All entries, exactly as written, should be output again.

◆ Dataset entries:
<<<<
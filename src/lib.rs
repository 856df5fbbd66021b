//! Compact parallel hash tables: bucketed cuckoo and two-level iceberg
//! tables that store keys in fewer bits than the key width.
//!
//! Keys are pushed through an invertible keyed permutation; the low bits
//! of the image select a bucket and only the high bits (plus a small
//! state tag naming the hash function) are stored in the slot. The
//! bucket address carries the rest, so evicted slots decode back to full
//! keys through the inverse permutation.
//!
//! The crate compiles for two worlds:
//! - On the host it is a regular library: tables own their slot slabs,
//!   bulk operations fan out over a thread pool and the cooperative tile
//!   protocol is rendered with software ballots over per-slot atomics.
//! - On `nvptx64-nvidia-cuda` it is a kernels crate: the same protocol
//!   runs per warp tile with real ballots and shuffles, and bulk entry
//!   points are exported as `#[kernel]` functions. The embedding
//!   application owns device allocation and kernel launches.

#![cfg_attr(target_arch = "nvptx64", no_std)]

pub mod bits;
pub mod cuckoo;
pub mod iceberg;
pub mod level;
pub mod outcome;
pub mod permute;
pub mod slab;

#[cfg(not(target_arch = "nvptx64"))]
pub mod dispatch;
#[cfg(not(target_arch = "nvptx64"))]
pub mod error;

#[cfg(target_arch = "nvptx64")]
pub mod device;

pub use cuckoo::{CuckooRef, DEFAULT_CHAIN_FACTOR};
pub use iceberg::IcebergRef;
pub use level::{Coding, LevelRef};
pub use outcome::Outcome;
pub use permute::{Bijection, FeistelPermutation};
pub use slab::{RowWord, SlabRef};

#[cfg(not(target_arch = "nvptx64"))]
pub use cuckoo::CuckooTable;
#[cfg(not(target_arch = "nvptx64"))]
pub use error::TableError;
#[cfg(not(target_arch = "nvptx64"))]
pub use iceberg::IcebergTable;
#[cfg(not(target_arch = "nvptx64"))]
pub use outcome::{full_observed, reset_full_flag};
#[cfg(not(target_arch = "nvptx64"))]
pub use slab::Slab;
>>>>
◆ Solution:
filename src/lib.rs
repository 856df5fbbd66021b
//! Compact parallel hash tables: bucketed cuckoo and two-level iceberg
//! tables that store keys in fewer bits than the key width.
//!
//! Keys are pushed through an invertible keyed permutation; the low bits
//! of the image select a bucket and only the high bits (plus a small
//! state tag naming the hash function) are stored in the slot. The
//! bucket address carries the rest, so evicted slots decode back to full
//! keys through the inverse permutation.
//!
//! The crate compiles for two worlds:
//! - On the host it is a regular library: tables own their slot slabs,
//!   bulk operations fan out over a thread pool and the cooperative tile
//!   protocol is rendered with software ballots over per-slot atomics.
//! - On `nvptx64-nvidia-cuda` it is a kernels crate: the same protocol
//!   runs per warp tile with real ballots and shuffles, and bulk entry
//!   points are exported as `#[kernel]` functions. The embedding
//!   application owns device allocation and kernel launches.

#![cfg_attr(target_arch = "nvptx64", no_std)]

pub mod bits;
pub mod cuckoo;
pub mod iceberg;
pub mod level;
pub mod outcome;
pub mod permute;
pub mod slab;

#[cfg(not(target_arch = "nvptx64"))]
pub mod dispatch;
#[cfg(not(target_arch = "nvptx64"))]
pub mod error;

#[cfg(target_arch = "nvptx64")]
pub mod device;

pub use cuckoo::{CuckooRef, DEFAULT_CHAIN_FACTOR};
pub use iceberg::IcebergRef;
pub use level::{Coding, LevelRef};
pub use outcome::Outcome;
pub use permute::{Bijection, FeistelPermutation};
pub use slab::{RowWord, SlabRef};

#[cfg(not(target_arch = "nvptx64"))]
pub use cuckoo::CuckooTable;
#[cfg(not(target_arch = "nvptx64"))]
pub use error::TableError;
#[cfg(not(target_arch = "nvptx64"))]
pub use iceberg::IcebergTable;
#[cfg(not(target_arch = "nvptx64"))]
pub use outcome::{full_observed, reset_full_flag};
#[cfg(not(target_arch = "nvptx64"))]
pub use slab::Slab;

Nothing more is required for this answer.